By Robin Whitlock
The government appeal against the High Court decision concerning the December 12th deadline for Feed-in Tariff’s cuts has been soundly defeated in the Court of Appeal. Three judges presided over the hearing and their decision was unanimous. Unfortunately however, this isn’t quite the end of the story, since Chris Huhne has decided to take the case to the Supreme Court. The judges refused the government permission to do so, so that means Mr Huhne will have to take the case to the Supreme Court directly. Mr Huhne’s decision to launch a further appeal has again thrown the sector into disarray causing more confusion among installers, clients and investors.

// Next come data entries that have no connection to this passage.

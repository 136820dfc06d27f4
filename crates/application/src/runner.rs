//! Case execution.
//!
//! The runner is the single path every case goes through: one HTTP call,
//! check evaluation, verdict classification, one ledger append. Keeping the
//! path shared keeps verdicts and record shapes uniform across the suite.

use std::sync::Arc;

use postcheck_domain::{ResultRecord, TestCase, Verdict};

use crate::ports::{Clock, HttpClient, ResultSink};

/// Ledger timestamp format: local wall clock, second precision.
const TIMESTAMP_FORMAT: &str = "%Y-%m-%d %H:%M:%S";

/// Response descriptor recorded when no response was received.
const NO_RESPONSE: &str = "-";

/// Executes test cases against the upstream and records every outcome.
pub struct CaseRunner<C, K, S> {
    client: Arc<C>,
    clock: K,
    sink: Arc<S>,
}

impl<C, K, S> CaseRunner<C, K, S>
where
    C: HttpClient,
    K: Clock,
    S: ResultSink,
{
    /// Creates a new runner over the given adapters.
    pub const fn new(client: Arc<C>, clock: K, sink: Arc<S>) -> Self {
        Self {
            client,
            clock,
            sink,
        }
    }

    /// Runs one case to completion, including its ledger append.
    ///
    /// Classification is uniform for every case: all checks pass ->
    /// `Pass`; any check fails -> `Fail`; the call itself fails ->
    /// `Error` with the transport detail. The outcome is always recorded,
    /// and exactly once.
    pub async fn run(&self, case: &TestCase) -> Verdict {
        let (verdict, response) = match self.client.execute(&case.request).await {
            Ok(response) => {
                let any_failed = case
                    .checks
                    .iter()
                    .any(|check| !check.evaluate(&response).passed);
                let verdict = if any_failed { Verdict::Fail } else { Verdict::Pass };
                (verdict, response.status.to_string())
            }
            Err(e) => (Verdict::Error(e.to_string()), NO_RESPONSE.to_string()),
        };

        let record = ResultRecord {
            timestamp: self.clock.now().format(TIMESTAMP_FORMAT).to_string(),
            request_type: case.label.clone(),
            test_name: case.name.clone(),
            response,
            verdict: verdict.clone(),
        };
        self.sink.append(&record).await;

        verdict
    }
}

/// Aggregated outcome of a suite run.
#[derive(Debug, Clone, Default, PartialEq, Eq)]
pub struct RunSummary {
    /// Total executed cases.
    pub total: usize,
    /// Cases whose checks all passed.
    pub passed: usize,
    /// Cases that failed a check.
    pub failed: usize,
    /// Cases that errored before their checks could run.
    pub errored: usize,
}

impl RunSummary {
    /// Creates an empty summary.
    #[must_use]
    pub fn new() -> Self {
        Self::default()
    }

    /// Counts one executed case.
    pub fn record(&mut self, verdict: &Verdict) {
        self.total += 1;
        match verdict {
            Verdict::Pass => self.passed += 1,
            Verdict::Fail => self.failed += 1,
            Verdict::Error(_) => self.errored += 1,
        }
    }

    /// Returns true when every executed case passed.
    #[must_use]
    pub const fn all_passed(&self) -> bool {
        self.failed == 0 && self.errored == 0
    }
}

#[cfg(test)]
#[allow(clippy::unwrap_used)]
mod tests {
    use super::*;
    use chrono::{DateTime, Local, TimeZone};
    use postcheck_domain::{Check, RequestSpec, ResponseSpec, StatusExpectation};
    use pretty_assertions::assert_eq;
    use std::collections::HashMap;
    use std::sync::Mutex;
    use std::time::Duration;

    use crate::ports::HttpClientError;

    /// HTTP client stand-in serving one canned result.
    struct MockHttpClient {
        response: Result<ResponseSpec, HttpClientError>,
    }

    impl MockHttpClient {
        fn responding(status: u16, body: &str) -> Self {
            Self {
                response: Ok(ResponseSpec::new(
                    status,
                    HashMap::new(),
                    body.as_bytes().to_vec(),
                    Duration::from_millis(25),
                )),
            }
        }

        fn failing(error: HttpClientError) -> Self {
            Self {
                response: Err(error),
            }
        }
    }

    impl HttpClient for MockHttpClient {
        async fn execute(
            &self,
            _request: &RequestSpec,
        ) -> Result<ResponseSpec, HttpClientError> {
            self.response.clone()
        }
    }

    /// Clock stand-in pinned to a known instant.
    struct FixedClock;

    impl Clock for FixedClock {
        fn now(&self) -> DateTime<Local> {
            Local.with_ymd_and_hms(2024, 5, 2, 9, 30, 0).unwrap()
        }
    }

    /// Sink stand-in collecting records in memory.
    #[derive(Default)]
    struct RecordingSink {
        records: Mutex<Vec<ResultRecord>>,
    }

    impl RecordingSink {
        fn records(&self) -> Vec<ResultRecord> {
            self.records.lock().unwrap().clone()
        }
    }

    impl ResultSink for RecordingSink {
        async fn append(&self, record: &ResultRecord) {
            self.records.lock().unwrap().push(record.clone());
        }
    }

    fn make_runner(
        client: MockHttpClient,
    ) -> (
        CaseRunner<MockHttpClient, FixedClock, RecordingSink>,
        Arc<RecordingSink>,
    ) {
        let sink = Arc::new(RecordingSink::default());
        let runner = CaseRunner::new(Arc::new(client), FixedClock, Arc::clone(&sink));
        (runner, sink)
    }

    fn get_by_id_case() -> TestCase {
        TestCase::new(
            "get_post_by_id",
            "GET - by id",
            RequestSpec::get("https://api.example.com/posts/20"),
            vec![
                Check::Status {
                    expected: StatusExpectation::one_of([200, 201]),
                },
                Check::BodyIsObject,
                Check::FieldEquals {
                    field: "id".to_string(),
                    expected: serde_json::json!(20),
                },
            ],
        )
    }

    #[tokio::test]
    async fn test_all_checks_pass() {
        let (runner, sink) = make_runner(MockHttpClient::responding(200, r#"{"id": 20}"#));

        let verdict = runner.run(&get_by_id_case()).await;

        assert_eq!(verdict, Verdict::Pass);
        let records = sink.records();
        assert_eq!(records.len(), 1);
        assert_eq!(records[0].timestamp, "2024-05-02 09:30:00");
        assert_eq!(records[0].request_type, "GET - by id");
        assert_eq!(records[0].test_name, "get_post_by_id");
        assert_eq!(records[0].response, "200");
        assert_eq!(records[0].verdict, Verdict::Pass);
    }

    #[tokio::test]
    async fn test_failed_check_is_fail_and_still_recorded() {
        let (runner, sink) = make_runner(MockHttpClient::responding(200, r#"{"id": 21}"#));

        let verdict = runner.run(&get_by_id_case()).await;

        assert_eq!(verdict, Verdict::Fail);
        let records = sink.records();
        assert_eq!(records.len(), 1);
        assert_eq!(records[0].verdict, Verdict::Fail);
        assert_eq!(records[0].response, "200");
    }

    #[tokio::test]
    async fn test_transport_error_is_error_and_still_recorded() {
        let (runner, sink) = make_runner(MockHttpClient::failing(
            HttpClientError::ConnectionFailed("dns failure".to_string()),
        ));

        let verdict = runner.run(&get_by_id_case()).await;

        assert_eq!(
            verdict,
            Verdict::Error("connection failed: dns failure".to_string())
        );
        let records = sink.records();
        assert_eq!(records.len(), 1);
        assert_eq!(records[0].response, "-");
        assert_eq!(
            records[0].verdict,
            Verdict::Error("connection failed: dns failure".to_string())
        );
    }

    #[tokio::test]
    async fn test_expected_server_error_passes() {
        let case = TestCase::new(
            "put_update_post_with_invalid_id",
            "PUT - Invalid id",
            RequestSpec::put(
                "https://api.example.com/posts/99999",
                serde_json::json!({"id": 99999}),
            ),
            vec![Check::Status {
                expected: StatusExpectation::exact(500),
            }],
        );

        let (runner, _) = make_runner(MockHttpClient::responding(500, ""));
        assert_eq!(runner.run(&case).await, Verdict::Pass);

        let (runner, _) = make_runner(MockHttpClient::responding(200, ""));
        assert_eq!(runner.run(&case).await, Verdict::Fail);
    }

    #[tokio::test]
    async fn test_delete_records_status_code_not_body() {
        let case = TestCase::new(
            "delete_post",
            "Valid DELETE",
            RequestSpec::delete("https://api.example.com/posts/3"),
            vec![Check::Status {
                expected: StatusExpectation::range(200, 205),
            }],
        );

        let (runner, sink) = make_runner(MockHttpClient::responding(204, r#"{"ignored": true}"#));
        let verdict = runner.run(&case).await;

        assert_eq!(verdict, Verdict::Pass);
        assert_eq!(sink.records()[0].response, "204");
    }

    #[test]
    fn test_summary_counts() {
        let mut summary = RunSummary::new();
        summary.record(&Verdict::Pass);
        summary.record(&Verdict::Pass);
        summary.record(&Verdict::Fail);
        summary.record(&Verdict::Error("boom".to_string()));

        assert_eq!(summary.total, 4);
        assert_eq!(summary.passed, 2);
        assert_eq!(summary.failed, 1);
        assert_eq!(summary.errored, 1);
        assert!(!summary.all_passed());
    }

    #[test]
    fn test_summary_all_passed() {
        let mut summary = RunSummary::new();
        summary.record(&Verdict::Pass);
        assert!(summary.all_passed());
    }
}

So far the whole episode has cost the taxpayer £66,000 in legal fees, a figure that has prompted Ed Milliband to call for the government to accept the decision and move on. Huhne, however, is adamant, blaming the whole episode on the ‘mess’ left behind by Labour. North Tyneside MP Mary Glindon joined Mr Milliband in his appeal to the government to stop wasting public money "How much more public money do you intend to waste fighting the court ruling?" she asked the Energy Secretary, to which he replied "Spending a few thousand pounds in order to save consumers £1.5 billion, which is what would have happened if we had left this case to run - the reality is that Labour introduced a scheme which was fundamentally flawed." Meanwhile the Renewable Energy Association has called the whole affair ‘a fiasco’ and demanded an end to it so that the sector can ‘get back to business’.
John Cridland of the Confederation of British Industry (CBI) has also joined in the fray commenting "The judgment should be used to draw a line under this saga, which saw the Government scoring a spectacular own goal and confidence in the renewables sector undermined." Friends of the Earth, HomeSun and SolarCentury, who launched the challenge against the government in the first place, have accused Mr Huhne of ‘making a mockery’ of the consultation process.
Mr Huhne has written a ministerial statement explaining his decision to seek a further appeal.